9. Hair products can affect your skin
When you use comedogenic hair products you may be clogging your skin around the hairline and fringe. Products you use on your hair every day can creep into your skin and clog your pores. Read your labels and use products with gentle non-comedogenic ingredients.
10. Review your everyday diet
Every cell and organ in your body needs food to function. The skin is our largest organ and it responds directly to what we put in our mouths. Food is often the trigger of many skin conditions and a fresh, clean diet with lots of vegetables, healthy fats, quality protein, and antioxidant-rich foods will help control acne.
The biggest culprit for exacerbating acne is sugar! It creates inflammation in the body and also stimulates cortisol levels, which indirectly increases oil production. Many individuals who just remove sugar from their diet see a significant improvement in their acne within weeks.

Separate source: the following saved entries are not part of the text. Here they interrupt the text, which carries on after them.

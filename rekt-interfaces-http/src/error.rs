use axum::http::StatusCode;
use axum::response::{IntoResponse, Response};
use axum::Json;
use serde::Serialize;

use rekt_application::AppError;

#[derive(Debug)]
pub enum HttpError {
    Unauthorized,
    BadRequest(String),
    Unprocessable(String),
    BadGateway(String),
    Internal(String),
}

impl From<AppError> for HttpError {
    fn from(value: AppError) -> Self {
        match value {
            AppError::Unauthorized => HttpError::Unauthorized,
            AppError::BadRequest(msg) => HttpError::BadRequest(msg),
            AppError::Unprocessable(msg) => HttpError::Unprocessable(msg),
            AppError::Upstream(msg) => HttpError::BadGateway(msg),
            AppError::Internal(err) => HttpError::Internal(err.to_string()),
        }
    }
}

#[derive(Serialize)]
struct ErrorBody {
    error: String,
}

impl IntoResponse for HttpError {
    fn into_response(self) -> Response {
        let (status, message) = match self {
            HttpError::Unauthorized => (StatusCode::UNAUTHORIZED, "unauthorized".to_string()),
            HttpError::BadRequest(msg) => (StatusCode::BAD_REQUEST, format!("bad request: {}", msg)),
            HttpError::Unprocessable(msg) => (StatusCode::UNPROCESSABLE_ENTITY, msg),
            HttpError::BadGateway(msg) => (StatusCode::BAD_GATEWAY, msg),
            HttpError::Internal(msg) => (StatusCode::INTERNAL_SERVER_ERROR, msg),
        };
        (status, Json(ErrorBody { error: message })).into_response()
    }
}
pub mod v1;

pub use v1::*;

There is also a link to high dairy intake and acne breakouts. A nutritionist will be able to help you manage your acne and reduce dairy consumption while still getting the correct levels of vital calcium and other nutrients.

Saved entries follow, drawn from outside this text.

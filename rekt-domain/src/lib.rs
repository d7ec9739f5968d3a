// Rekt Insights Domain Layer

pub mod entities;
pub mod errors;
pub mod ports;
pub mod services;
pub mod utils;
pub mod value_objects;

pub use entities::*;
pub use errors::*;
pub use ports::*;
pub use services::*;
pub use utils::*;
pub use value_objects::*;
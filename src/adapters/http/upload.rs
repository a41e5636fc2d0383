use super::AppState;
use crate::domain::jobs::JobId;
use crate::domain::upload::{RejectReason, UploadOutcome};
use crate::error::{Error, Result};
use axum::extract::multipart::MultipartRejection;
use axum::extract::{Multipart, State};
use axum::Json;
use serde::Serialize;
use tracing::debug;

const VIDEO_FIELD: &str = "video";

#[derive(Debug, Serialize)]
#[serde(untagged)]
pub enum UploadResponse {
    Started {
        job_id: JobId,
        message: String,
        duration: f64,
    },
    NeedsTrimming {
        needs_trimming: bool,
        job_id: JobId,
        temp_video_path: String,
        original_duration: f64,
        max_duration: f64,
        message: String,
    },
}

impl From<UploadOutcome> for UploadResponse {
    fn from(outcome: UploadOutcome) -> Self {
        match outcome {
            UploadOutcome::Started { job_id, duration } => UploadResponse::Started {
                job_id,
                message: "Video uploaded successfully. Processing started.".to_string(),
                duration,
            },
            UploadOutcome::NeedsTrim {
                job_id,
                temp_video_path,
                original_duration,
                max_duration,
            } => UploadResponse::NeedsTrimming {
                needs_trimming: true,
                job_id,
                temp_video_path,
                original_duration,
                max_duration,
                message: format!(
                    "Video is {:.1} seconds long. Would you like to analyze the first {:.0} seconds?",
                    original_duration, max_duration
                ),
            },
        }
    }
}

// Streams the `video` field straight into the job's storage area.
pub async fn upload_video(
    State(state): State<AppState>,
    multipart: std::result::Result<Multipart, MultipartRejection>,
) -> Result<Json<UploadResponse>> {
    let mut multipart = multipart.map_err(|e| {
        debug!("Rejected upload body: {}", e);
        Error::Validation(RejectReason::MissingFile)
    })?;

    loop {
        let field = match multipart.next_field().await {
            Ok(Some(field)) => field,
            Ok(None) => return Err(RejectReason::MissingFile.into()),
            Err(e) => {
                debug!("Malformed multipart body: {}", e);
                return Err(Error::bad_request("Malformed upload"));
            }
        };
        if field.name() != Some(VIDEO_FIELD) {
            continue;
        }

        let file_name = match field.file_name() {
            Some(name) if !name.trim().is_empty() => name.to_owned(),
            _ => return Err(RejectReason::MissingFile.into()),
        };
        let outcome = state.intake.admit(&file_name, field).await?;
        return Ok(Json(outcome.into()));
    }
}
use super::AppState;
use crate::domain::jobs::JobId;
use crate::error::{Error, Result};
use axum::extract::rejection::JsonRejection;
use axum::extract::State;
use axum::Json;
use serde::{Deserialize, Serialize};
use tracing::debug;

#[derive(Debug, Deserialize)]
pub struct TrimRequest {
    pub job_id: String,
    pub temp_video_path: String,
}

#[derive(Debug, Serialize)]
pub struct TrimResponse {
    pub job_id: JobId,
    pub message: String,
    pub trimmed_duration: f64,
}

pub async fn trim_and_analyze(
    State(state): State<AppState>,
    request: std::result::Result<Json<TrimRequest>, JsonRejection>,
) -> Result<Json<TrimResponse>> {
    let Json(request) = request.map_err(|e| {
        debug!("Rejected trim request: {}", e);
        Error::bad_request("Missing required data")
    })?;
    let original: JobId = request
        .job_id
        .parse()
        .map_err(|_| Error::bad_request("No pending upload for this job"))?;

    let trimmed = state
        .trim
        .trim_and_reissue(&original, &request.temp_video_path)
        .await?;

    Ok(Json(TrimResponse {
        job_id: trimmed.job_id,
        message: format!(
            "Video trimmed to {:.1} seconds. Analysis started.",
            trimmed.duration
        ),
        trimmed_duration: trimmed.duration,
    }))
}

Am and pm skincare routine for acne-prone skin
Throughout this article, I’ve listed key skincare products to prevent and manage acne. For your convenience, I’ve curated a cohesive acne skincare routine.
1. Gentle SLS-free facial cleanser, UltraCleanse
2. Prebiotics and probiotic pre serum preparation, Dermiotic
3. AHA/BHA exfoliating serum, ReVeal
4. Non-comedogenic moisturiser with zinc oxide for sun protection, ÜberZinc
1. Gentle SLS-free facial cleanser, UltraCleanse
2. Vitamin A serum, Ultimate A
3. Vitamin B essential niacinamide (B3) serum, Vitamin B
4. A lightweight milk moisturiser, BrightEnlite or oil-free water moisturiser, HydroGel
Weekly or as needed
1. Purifying detoxifying mask weekly, Detox anTiox
2. Spot treatment as needed for active blemishes, Blem-X
Loose mineral foundation, Second Skin Crush
I know acne can really impact your confidence, but remember, acne is controllable and, in most cases, it isn’t permanent. Be patient with yourself as your body re-balances itself. Combine these skincare tips with a mindful lifestyle (taking diet and exercise into consideration) will significantly improve your chances at successfully managing acne.